So we have ended up with an endless stream of uncoordinated antitrust investigations and tax investigations around the world with even the IMF warning of giant tech firms’ dominance. Social media has also taken a political twist with the US Army undertaking a security assessment of China-owned social media platform TikTok on national security concerns which is an open admission that Google and Facebook are just as or even more dangerous?
What started out as great innovations have taken ugly turns—E-scooters now riding into trouble globally, vegan burgers are not as healthy as thought and now they say CBD/marijuana has the power to harm you and vaping which was initially hailed as a panacea to cigarette smoking has sparked a new health crisis with exploding e-cigarettes to seizures to lethal lung injuries. Even the sharing economy is now developing a dark side as Uber confesses to 3,000 sexual assaults per annum in the US for 2017 and 2018.
What about Tech Neck?
Young surgeons are also losing the dexterity to sew due to smartphone usage.
China is banning children from late-night gaming between 10pm and 8am and imposing other bans to combat addiction.
What is it worth to us versus what it is worth to Facebook and Google and all of them including Charles Schwab which is giving clients free brokerage to make money from selling client order flow information?
Yes, how about a world where we get paid for our data, our facial scans and our photos?
We are not sure but we thank Facebook for making us better people—yes, teaching us to be afraid, very afraid.
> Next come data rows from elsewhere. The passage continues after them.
//! Synthesized routes and their legs.

use std::fmt;

use serde::{Deserialize, Serialize};

use super::Coordinate;

/// Mode of travel for a single leg.
#[derive(Debug, Clone, Copy, PartialEq, Eq, Hash, Serialize, Deserialize)]
#[serde(rename_all = "lowercase")]
pub enum TravelMode {
    Walk,
    Bus,
    Subway,
    Train,
}

impl TravelMode {
    /// Returns true for modes that ride a vehicle.
    pub fn is_transit(&self) -> bool {
        !matches!(self, TravelMode::Walk)
    }

    pub fn as_str(&self) -> &'static str {
        match self {
            TravelMode::Walk => "walk",
            TravelMode::Bus => "bus",
            TravelMode::Subway => "subway",
            TravelMode::Train => "train",
        }
    }
}

impl fmt::Display for TravelMode {
    fn fmt(&self, f: &mut fmt::Formatter<'_>) -> fmt::Result {
        f.write_str(self.as_str())
    }
}

/// The three route archetypes produced by every generation call.
#[derive(Debug, Clone, Copy, PartialEq, Eq, Hash, Serialize, Deserialize)]
#[serde(rename_all = "lowercase")]
pub enum RouteType {
    Recommended,
    Fastest,
    Cheapest,
}

impl RouteType {
    /// All route types, in output order.
    pub const ALL: [RouteType; 3] = [
        RouteType::Recommended,
        RouteType::Fastest,
        RouteType::Cheapest,
    ];

    /// Stable route identifier.
    ///
    /// Ids depend only on the type, so a selected route id stays valid when
    /// routes are regenerated for different coordinates.
    pub fn route_id(&self) -> &'static str {
        match self {
            RouteType::Recommended => "route-1",
            RouteType::Fastest => "route-2",
            RouteType::Cheapest => "route-3",
        }
    }

    /// Inverse of [`RouteType::route_id`].
    pub fn from_route_id(id: &str) -> Option<Self> {
        Self::ALL.into_iter().find(|t| t.route_id() == id)
    }

    /// Map highlight colour.
    pub fn color(&self) -> &'static str {
        match self {
            RouteType::Recommended => "#3B82F6",
            RouteType::Fastest => "#EF4444",
            RouteType::Cheapest => "#10B981",
        }
    }

    /// Display label.
    pub fn label(&self) -> &'static str {
        match self {
            RouteType::Recommended => "Recommended",
            RouteType::Fastest => "Fastest",
            RouteType::Cheapest => "Cheapest",
        }
    }
}

impl fmt::Display for RouteType {
    fn fmt(&self, f: &mut fmt::Formatter<'_>) -> fmt::Result {
        f.write_str(self.label())
    }
}

/// One uninterrupted segment of a route using a single mode.
///
/// Walk legs may have zero length: a leg that ends exactly where the
/// previous vehicle stopped is kept rather than dropped.
#[derive(Debug, Clone, PartialEq, Serialize, Deserialize)]
#[serde(rename_all = "camelCase")]
pub struct RouteLeg {
    pub mode: TravelMode,
    pub from: Coordinate,
    pub to: Coordinate,
    /// Minutes
    pub duration: u32,
    /// Meters
    pub distance: u32,
    pub instruction: String,
    #[serde(default, skip_serializing_if = "Option::is_none")]
    pub line: Option<String>,
    #[serde(default, skip_serializing_if = "Option::is_none")]
    pub line_color: Option<String>,
}

/// One complete route alternative.
#[derive(Debug, Clone, PartialEq, Serialize, Deserialize)]
pub struct Route {
    pub id: String,
    #[serde(rename = "type")]
    pub route_type: RouteType,
    pub name: String,
    /// Minutes
    pub duration: u32,
    /// Won, no subunits
    pub cost: u32,
    pub transfers: u32,
    /// Meters
    pub distance: u32,
    pub color: String,
    pub steps: Vec<RouteLeg>,
}

impl Route {
    /// Create a route of the given type; id, name and colour follow the type.
    pub fn new(
        route_type: RouteType,
        duration: u32,
        cost: u32,
        transfers: u32,
        distance: u32,
        steps: Vec<RouteLeg>,
    ) -> Self {
        Self {
            id: route_type.route_id().to_string(),
            route_type,
            name: route_type.label().to_string(),
            duration,
            cost,
            transfers,
            distance,
            color: route_type.color().to_string(),
            steps,
        }
    }

    /// Sum of leg durations in minutes.
    pub fn leg_duration_total(&self) -> u32 {
        self.steps.iter().map(|s| s.duration).sum()
    }

    /// Sum of leg distances in meters.
    pub fn leg_distance_total(&self) -> u32 {
        self.steps.iter().map(|s| s.distance).sum()
    }

    /// Returns true if every leg starts where the previous one ended.
    pub fn is_connected(&self) -> bool {
        self.steps.windows(2).all(|w| w[0].to == w[1].from)
    }
}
It has not felt good in a while for us now and not just because food delivery drivers are revving their bike engines at the lights to dash ahead of you or the sight of someone loading packed food under their feet in their motorised-whatever delivery machine just as we feel our skin crawl every time someone asks for our IC (latest was for a foot massage).
Yet we just rediscovered the joy of leafing through the FT last week in print form, ads and all, the unhurried calm of strolling down the aisles of Cold Storage which is less crowded these days and the decision to walk to the Xiaomi store to buy the portable battery instead of getting scammed again online because those darn antitheft bags never arrived from Japan since our order in August.
After all, Warren Buffet uses a 20 dollar flip phone and does not have a Facebook or Twitter account.
Yes, we have not updated LinkedIn for years, we stop answering the phone and will not do dumb Boomer things like the opposition guy who posted his IC number on Facebook and got his account locked out and we accidentally make wrong police reports against the poor mailman because of a poorly-worded scam-sounding note he left in the mailbox.
No, we do not represent the majority of the folks out there and we will not venture a public opinion of any sort these days because it is all too scary. Yet there is something that could go wrong with Facebook, Amazon, Google and the whole tech gang in the near future, at this rate. Maybe it is their time to be afraid?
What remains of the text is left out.